A third line, Bipole 3, was completed in 2018, running from the new Keewatinoow Converter Station along the west side of Lake Manitoba to the new Riel Converter station on the east side of Winnipeg.
There are no intermediate switching stations or taps. All three bipolar systems have extensive ground return electrodes to allow use in monopolar mode.
Construction in 1966 of the 1,272 MW Kettle Rapids generating station required a long transmission line to connect it to load centers in the southern part of Manitoba. The Government of Canada agreed to finance installation of an HVDC line to be repaid by Manitoba Hydro when the load growth permitted the utility to assume the debt due to the line. Delivery of direct current electric power began on June 17, 1972.
One unit of the Kettle generating station was completed before the direct current converters were completed. [2] For the winter of 1970 the bipole lines were energized with alternating current, contributing a useful amount of energy to the Manitoba system; a shunt reactor was installed to prevent excess voltage rise due to the Ferranti effect.
At that time, Bipole I used the world's highest operating voltage to deliver the largest amount of power from a remote site to a city, and employed the largest mercury arc valves ever developed for such an application. The line required construction of over 3,900 guyed towers and 96 self-supporting towers across varied terrain. Permafrost in some areas led to foundation settling of up to 3 feet (1 m).
The loan by the Government of Canada was discharged when Manitoba Hydro bought the line and outstanding debt in 1992. [3] In 1997 a tornado damaged 19 towers of the DC lines. During repairs, some major customers were advised to curtail load, but imports over the 500 kV lines from adjacent utilities in the United States prevented serious interruption of power.
A third such line, called Bipole 3 was proposed, to run along the west side of Manitoba. On October 26, 2009, the Canadian Taxpayers Federation, along with engineering and environmental experts, released an analysis which they claimed refuted each of the government's claims for why the line must be built down the west side of the province. [4] The line was constructed on the western route and completed in 2018.
The transmission system is currently composed of three bipole transmission lines with their converter stations and ground return electrodes to enable monopole operation.
Bipole 1 runs 895 kilometres (556 mi) from Radisson to Dorsey. It was originally rated to run at a maximum potential difference of ±450 kilovolts and a maximum power of 1620 megawatts. [5] This results in an electric current of 1800 Amperes.

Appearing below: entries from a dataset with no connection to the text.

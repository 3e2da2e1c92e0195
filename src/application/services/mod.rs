//! Business logic services for the application layer.

pub mod link_service;

pub use link_service::{CodePolicy, LinkService};
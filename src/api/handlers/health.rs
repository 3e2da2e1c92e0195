//! Handler for health check endpoint.

use axum::{Json, extract::State, http::StatusCode};

use crate::api::dto::health::{DbStatus, HealthResponse};
use crate::state::AppState;

/// Reports whether the service can reach its store.
///
/// # Endpoint
///
/// `GET /healthz`
///
/// # Response Codes
///
/// - **200 OK**: store answered `SELECT 1`
/// - **500 Internal Server Error**: store unreachable
///
/// # Response
///
/// ```json
/// { "ok": true, "version": "0.1.0", "db": { "ok": true } }
/// ```
pub async fn health_handler(State(state): State<AppState>) -> (StatusCode, Json<HealthResponse>) {
    let db = match state.link_service.check_store().await {
        Ok(()) => DbStatus {
            ok: true,
            error: None,
        },
        Err(e) => {
            tracing::error!(error = %e, "Health check failed");
            DbStatus {
                ok: false,
                error: Some(e.to_string()),
            }
        }
    };

    let status = if db.ok {
        StatusCode::OK
    } else {
        StatusCode::INTERNAL_SERVER_ERROR
    };

    (
        status,
        Json(HealthResponse {
            ok: db.ok,
            version: env!("CARGO_PKG_VERSION").to_string(),
            db,
        }),
    )
}
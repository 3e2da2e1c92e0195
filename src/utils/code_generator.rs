//! Short code generation and validation utilities.
//!
//! Codes are drawn from a fixed 62-symbol alphabet (`0-9a-zA-Z`) using the
//! operating system's cryptographically secure RNG.

use std::sync::LazyLock;

use crate::error::AppError;
use regex::Regex;
use serde_json::json;

/// Code alphabet: digits, then lowercase, then uppercase.
pub const ALPHABET: &[u8; 62] = b"0123456789abcdefghijklmnopqrstuvwxyzABCDEFGHIJKLMNOPQRSTUVWXYZ";

/// Shortest accepted code length.
pub const MIN_CODE_LENGTH: usize = 6;

/// Longest accepted code length.
pub const MAX_CODE_LENGTH: usize = 8;

/// Length used when none is configured.
pub const DEFAULT_CODE_LENGTH: usize = 6;

/// Paths served by the router itself; never resolved as short links.
pub const RESERVED_CODES: &[&str] = &["api", "healthz"];

static CODE_REGEX: LazyLock<Regex> =
    LazyLock::new(|| Regex::new(r"^[A-Za-z0-9]{6,8}$").expect("static regex is valid"));

/// Generates a random short code of exactly `length` symbols.
///
/// Each random byte is mapped onto [`ALPHABET`] with `byte % 62`. The slight
/// modulo bias is accepted since codes are identifiers, not secrets.
///
/// # Errors
///
/// Returns [`AppError::Internal`] if the OS random number generator fails.
///
/// # Examples
///
/// ```ignore
/// let code = generate_code(6)?;
/// assert_eq!(code.len(), 6);
/// assert!(code.chars().all(|c| c.is_ascii_alphanumeric()));
/// ```
pub fn generate_code(length: usize) -> Result<String, AppError> {
    let mut buffer = vec![0u8; length];

    getrandom::fill(&mut buffer).map_err(|e| {
        AppError::internal(
            "Failed to generate random bytes",
            json!({ "reason": e.to_string() }),
        )
    })?;

    Ok(buffer
        .iter()
        .map(|byte| ALPHABET[usize::from(*byte) % ALPHABET.len()] as char)
        .collect())
}

/// Returns true if `code` has the shape of a short code (6-8 alphanumerics).
pub fn is_valid_code(code: &str) -> bool {
    CODE_REGEX.is_match(code)
}

/// Returns true if `code` collides with a router path.
pub fn is_reserved_code(code: &str) -> bool {
    RESERVED_CODES.contains(&code)
}

/// Validates a user-provided custom short code.
///
/// # Errors
///
/// Returns [`AppError::Validation`] unless the code matches `^[A-Za-z0-9]{6,8}$`.
pub fn validate_custom_code(code: &str) -> Result<(), AppError> {
    if !is_valid_code(code) {
        return Err(AppError::bad_request(
            "invalid code format",
            json!({ "code": code, "expected": "^[A-Za-z0-9]{6,8}$" }),
        ));
    }

    Ok(())
}
//! API route configuration.

use crate::api::handlers::{
    create_link_handler, delete_link_handler, get_link_handler, list_links_handler,
};
use crate::state::AppState;
use axum::{Router, routing::get};

/// Link management routes, nested under `/api`.
///
/// # Endpoints
///
/// - `GET    /links`         - List all links, newest first
/// - `POST   /links`         - Create a link (optionally with a custom code)
/// - `GET    /links/{code}`  - Show one link with click statistics
/// - `DELETE /links/{code}`  - Delete a link
pub fn link_routes() -> Router<AppState> {
    Router::new()
        .route("/links", get(list_links_handler).post(create_link_handler))
        .route(
            "/links/{code}",
            get(get_link_handler).delete(delete_link_handler),
        )
}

Bipole 1 consists of six, 6-pulse converter groups at each end (three in series per pole), each originally rated at 150 kV DC, 1800 A. [6] Each converter group can be bridged at the DC side with a vacuum switch. Subsequent upgrades have increased the current rating to 2000 A and the voltage rating of most equipment to 166 kV per bridge (i.e., 500 kV total), although as of January 2013 Manitoba Hydro still report that the line is operated at +463 kV/−450 kV.
When it was built between March 1971 and October 1977, mercury-arc valves were used to rectify the alternating current. These valves, supplied by English Electric, [7] each had six anode columns in parallel and were the most powerful mercury arc valves ever built. Each of them had a weight of 10,200 kg (22,500 lb), a length of 4.57 metres (15.0 feet), a width of 2.44 metres (8.0 feet) and a height of 3.96 metres (13.0 feet). Between 1992 and 1993 the mercury arc valves of Pole 1 were replaced with solid state thyristors from GEC Alsthom, increasing the maximum power and voltage of the line to its current levels. The mercury arc valves of Pole 2 were replaced later by Siemens. [8] By the end of 2004 the last of the mercury arc valves in Pole 2 had been replaced by thyristors.
At both Radisson and Dorsey, the thyristors are situated in the same hall where the mercury arc valves originally stood. At both locations, the hall has a height of 18.29 metres (60.0 feet), a width of 22.86 metres (75.0 feet) and a length of 44.2 metres (145 feet).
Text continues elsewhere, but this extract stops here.